_Task goal:_
Of the entries below, restate word for word only the section that runs from the line with "pub fn compiled_sql(&self, search: &Search)" to the line with "sort_documents(&mut documents, search.sort(), sort_root);", counting both ends.
[Start of section]
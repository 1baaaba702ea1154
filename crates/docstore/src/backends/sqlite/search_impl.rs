//! SearchProvider implementation for SQLite.

use std::collections::HashMap;

use base64::Engine;
use base64::engine::general_purpose::STANDARD as BASE64;
use chrono::{DateTime, Utc};
use rusqlite::types::ValueRef;
use rusqlite::{params_from_iter, Connection};

use crate::core::SearchProvider;
use crate::document::codec::{from_canonical, parse_date};
use crate::document::{inflate, project, Datatype, StoredValue, Triple};
use crate::error::{DocumentError, StorageResult, ValueError};
use crate::search::sort::{paginate, sort_documents};
use crate::types::{
    AggregateFunction, DocumentSet, RawResult, ReturnShape, Search, SearchResults, StoredDocument,
};

use super::search::{rewrite_select, QueryBuilder, SqlFragment};
use super::SqliteDocumentStore;

impl SearchProvider for SqliteDocumentStore {
    fn search_documents(&self, search: &Search) -> StorageResult<DocumentSet> {
        self.search_documents_rooted(search, "")
    }

    fn search_keys(&self, search: &Search) -> StorageResult<Vec<String>> {
        let conn = self.connection();
        let query = {
            let registry = self.inner.registry.read();
            QueryBuilder::new(&registry).build_keys(search, true)?
        };
        query_keys(&conn, &query)
    }

    fn execute_raw(&self, sql: &str) -> StorageResult<RawResult> {
        let conn = self.connection();
        tracing::debug!(sql = %sql, "Executing raw statement");

        let mut stmt = conn.prepare(sql)?;
        let readonly = stmt.readonly();
        let columns: Vec<String> = stmt.column_names().iter().map(|c| c.to_string()).collect();

        let mut rows = Vec::new();
        let mut cursor = stmt.query([])?;
        while let Some(row) = cursor.next()? {
            let values = (0..columns.len())
                .map(|i| row.get_ref(i).map(value_to_text))
                .collect::<Result<Vec<_>, _>>()?;
            rows.push(values);
        }
        drop(cursor);
        drop(stmt);

        if !readonly {
            self.reload_registry_locked(&conn)?;
        }
        Ok(RawResult::new(columns, rows))
    }

    fn execute_raw_as(&self, sql: &str, shape: ReturnShape) -> StorageResult<SearchResults> {
        let rewritten = rewrite_select(sql, shape)?;
        let conn = self.connection();
        tracing::debug!(sql = %rewritten, "Executing shaped raw query");

        let mut stmt = conn.prepare(&rewritten)?;
        match shape {
            ReturnShape::Keys => {
                let keys = stmt
                    .query_map([], |row| row.get(0))?
                    .collect::<Result<Vec<String>, _>>()?;
                Ok(SearchResults::Keys(keys))
            }
            ReturnShape::Records => {
                let rows = stmt
                    .query_map([], |row| {
                        Ok((
                            row.get::<_, String>(0)?,
                            row.get::<_, Vec<u8>>(1)?,
                            row.get::<_, String>(2)?,
                            row.get::<_, String>(3)?,
                        ))
                    })?
                    .collect::<Result<Vec<_>, _>>()?;

                let mut documents = Vec::with_capacity(rows.len());
                for (key, snapshot, class_name, created_at) in rows {
                    let record = from_canonical(&snapshot)?;
                    let created_at = parse_created_at(&created_at)?;
                    documents.push(StoredDocument::with_created_at(
                        key, class_name, created_at, record,
                    ));
                }
                Ok(SearchResults::Documents(DocumentSet::new(documents, false)))
            }
        }
    }

    fn aggregate(
        &self,
        function: AggregateFunction,
        attribute: &str,
        search: &Search,
    ) -> StorageResult<Option<f64>> {
        let conn = self.connection();
        let query = {
            let registry = self.inner.registry.read();
            QueryBuilder::new(&registry).build_aggregate(function, attribute, search)?
        };
        tracing::debug!(sql = %query.sql, params = query.params.len(), "Executing aggregate");

        let result: Option<f64> =
            conn.query_row(&query.sql, params_from_iter(query.params.iter()), |row| {
                row.get(0)
            })?;
        Ok(result)
    }

    fn explain(&self, sql: &str) -> StorageResult<RawResult> {
        self.execute_raw(&format!("EXPLAIN QUERY PLAN {}", sql))
    }
}

impl SqliteDocumentStore {
    /// Returns the key query `search` compiles to against the current
    /// datatype registry.
    ///
    /// The statement is the one a records search runs before loading
    /// documents: pagination is bound in SQL unless the search sorts.
    pub fn compiled_sql(&self, search: &Search) -> StorageResult<SqlFragment> {
        let registry = self.inner.registry.read();
        let query = QueryBuilder::new(&registry).build_keys(search, search.sort().is_empty())?;
        Ok(query)
    }

    /// Runs a records search, resolving sort descriptors below `sort_root`.
    pub(crate) fn search_documents_rooted(
        &self,
        search: &Search,
        sort_root: &str,
    ) -> StorageResult<DocumentSet> {
        let sorted = !search.sort().is_empty();

        let (mut documents, failures) = {
            let conn = self.connection();
            let query = {
                let registry = self.inner.registry.read();
                QueryBuilder::new(&registry).build_keys(search, !sorted)?
            };
            let keys = query_keys(&conn, &query)?;
            load_documents(&conn, &keys, self.config().bulk_load_chunk_size)?
        };

        if sorted {
            sort_documents(&mut documents, search.sort(), sort_root);
            documents = paginate(documents, search.offset(), search.limit());
        }

        if let Some(allow_list) = search.attributes_to_return() {
            for document in &mut documents {
                let projected = project(document.record(), allow_list);
                document.set_record(projected);
            }
        }

        Ok(DocumentSet::new(documents, sorted).with_failures(failures))
    }
}

fn query_keys(conn: &Connection, query: &SqlFragment) -> StorageResult<Vec<String>> {
    tracing::debug!(sql = %query.sql, params = query.params.len(), "Executing key query");
    let mut stmt = conn.prepare(&query.sql)?;
    let keys = stmt
        .query_map(params_from_iter(query.params.iter()), |row| row.get(0))?
        .collect::<Result<Vec<String>, _>>()?;
    Ok(keys)
}

/// Loads and inflates the documents stored under `keys`, in the given order.
///
/// Keys that no longer exist are skipped. Keys whose rows cannot be rebuilt
/// are returned as failures instead of failing the whole load.
pub(crate) fn load_documents(
    conn: &Connection,
    keys: &[String],
    chunk_size: usize,
) -> StorageResult<(Vec<StoredDocument>, Vec<DocumentError>)> {
    let mut documents = Vec::with_capacity(keys.len());
    let mut failures = Vec::new();

    for chunk in keys.chunks(chunk_size.max(1)) {
        let placeholders = vec!["?"; chunk.len()].join(", ");

        let mut meta: HashMap<String, (String, String)> = HashMap::with_capacity(chunk.len());
        {
            let sql = format!(
                "SELECT doc_key, class_name, created_at FROM doc_keys WHERE doc_key IN ({})",
                placeholders
            );
            let mut stmt = conn.prepare(&sql)?;
            let mut rows = stmt.query(params_from_iter(chunk.iter()))?;
            while let Some(row) = rows.next()? {
                meta.insert(row.get(0)?, (row.get(1)?, row.get(2)?));
            }
        }

        let mut triples: HashMap<String, Vec<Triple>> = HashMap::with_capacity(chunk.len());
        let mut bad_tags: HashMap<String, String> = HashMap::new();
        {
            let sql = format!(
                "SELECT doc_key, attribute, value, datatype FROM doc_values WHERE doc_key IN ({})",
                placeholders
            );
            let mut stmt = conn.prepare(&sql)?;
            let mut rows = stmt.query(params_from_iter(chunk.iter()))?;
            while let Some(row) = rows.next()? {
                let key: String = row.get(0)?;
                let attribute: String = row.get(1)?;
                let value = stored_value(row.get_ref(2)?);
                let tag: String = row.get(3)?;
                match tag.parse::<Datatype>() {
                    Ok(datatype) => triples
                        .entry(key)
                        .or_default()
                        .push(Triple::new(attribute, value, datatype)),
                    Err(_) => {
                        bad_tags.entry(key).or_insert(attribute);
                    }
                }
            }
        }

        for key in chunk {
            let Some((class_name, created_at)) = meta.remove(key) else {
                continue;
            };

            if let Some(path) = bad_tags.remove(key) {
                tracing::warn!("Skipping document {}: unknown datatype at '{}'", key, path);
                failures.push(DocumentError::InconsistentPathSet {
                    key: key.clone(),
                    path,
                    message: "unknown datatype tag".to_string(),
                });
                continue;
            }

            match inflate(key, triples.remove(key).unwrap_or_default()) {
                Ok(record) => {
                    let created_at = parse_created_at(&created_at)?;
                    documents.push(StoredDocument::with_created_at(
                        key.clone(),
                        class_name,
                        created_at,
                        record,
                    ));
                }
                Err(err) => {
                    tracing::warn!("Skipping document {}: {}", key, err);
                    failures.push(err);
                }
            }
        }
    }

    Ok((documents, failures))
}

fn parse_created_at(raw: &str) -> StorageResult<DateTime<Utc>> {
    parse_date(raw).ok_or_else(|| {
        ValueError::Undecodable {
            datatype: Datatype::Date.to_string(),
            raw: raw.to_string(),
        }
        .into()
    })
}

fn stored_value(value: ValueRef<'_>) -> StoredValue {
    match value {
        ValueRef::Blob(bytes) => StoredValue::Blob(bytes.to_vec()),
        other => StoredValue::Text(value_to_text(other).unwrap_or_default()),
    }
}

/// Renders a column value as text; blobs are base64-encoded.
fn value_to_text(value: ValueRef<'_>) -> Option<String> {
    match value {
        ValueRef::Null => None,
        ValueRef::Integer(i) => Some(i.to_string()),
        ValueRef::Real(f) => Some(f.to_string()),
        ValueRef::Text(bytes) => Some(String::from_utf8_lossy(bytes).into_owned()),
        ValueRef::Blob(bytes) => Some(BASE64.encode(bytes)),
    }
}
[End of section]
_Your solution:_
    pub fn compiled_sql(&self, search: &Search) -> StorageResult<SqlFragment> {
        let registry = self.inner.registry.read();
        let query = QueryBuilder::new(&registry).build_keys(search, search.sort().is_empty())?;
        Ok(query)
    }

    /// Runs a records search, resolving sort descriptors below `sort_root`.
    pub(crate) fn search_documents_rooted(
        &self,
        search: &Search,
        sort_root: &str,
    ) -> StorageResult<DocumentSet> {
        let sorted = !search.sort().is_empty();

        let (mut documents, failures) = {
            let conn = self.connection();
            let query = {
                let registry = self.inner.registry.read();
                QueryBuilder::new(&registry).build_keys(search, !sorted)?
            };
            let keys = query_keys(&conn, &query)?;
            load_documents(&conn, &keys, self.config().bulk_load_chunk_size)?
        };

        if sorted {
            sort_documents(&mut documents, search.sort(), sort_root);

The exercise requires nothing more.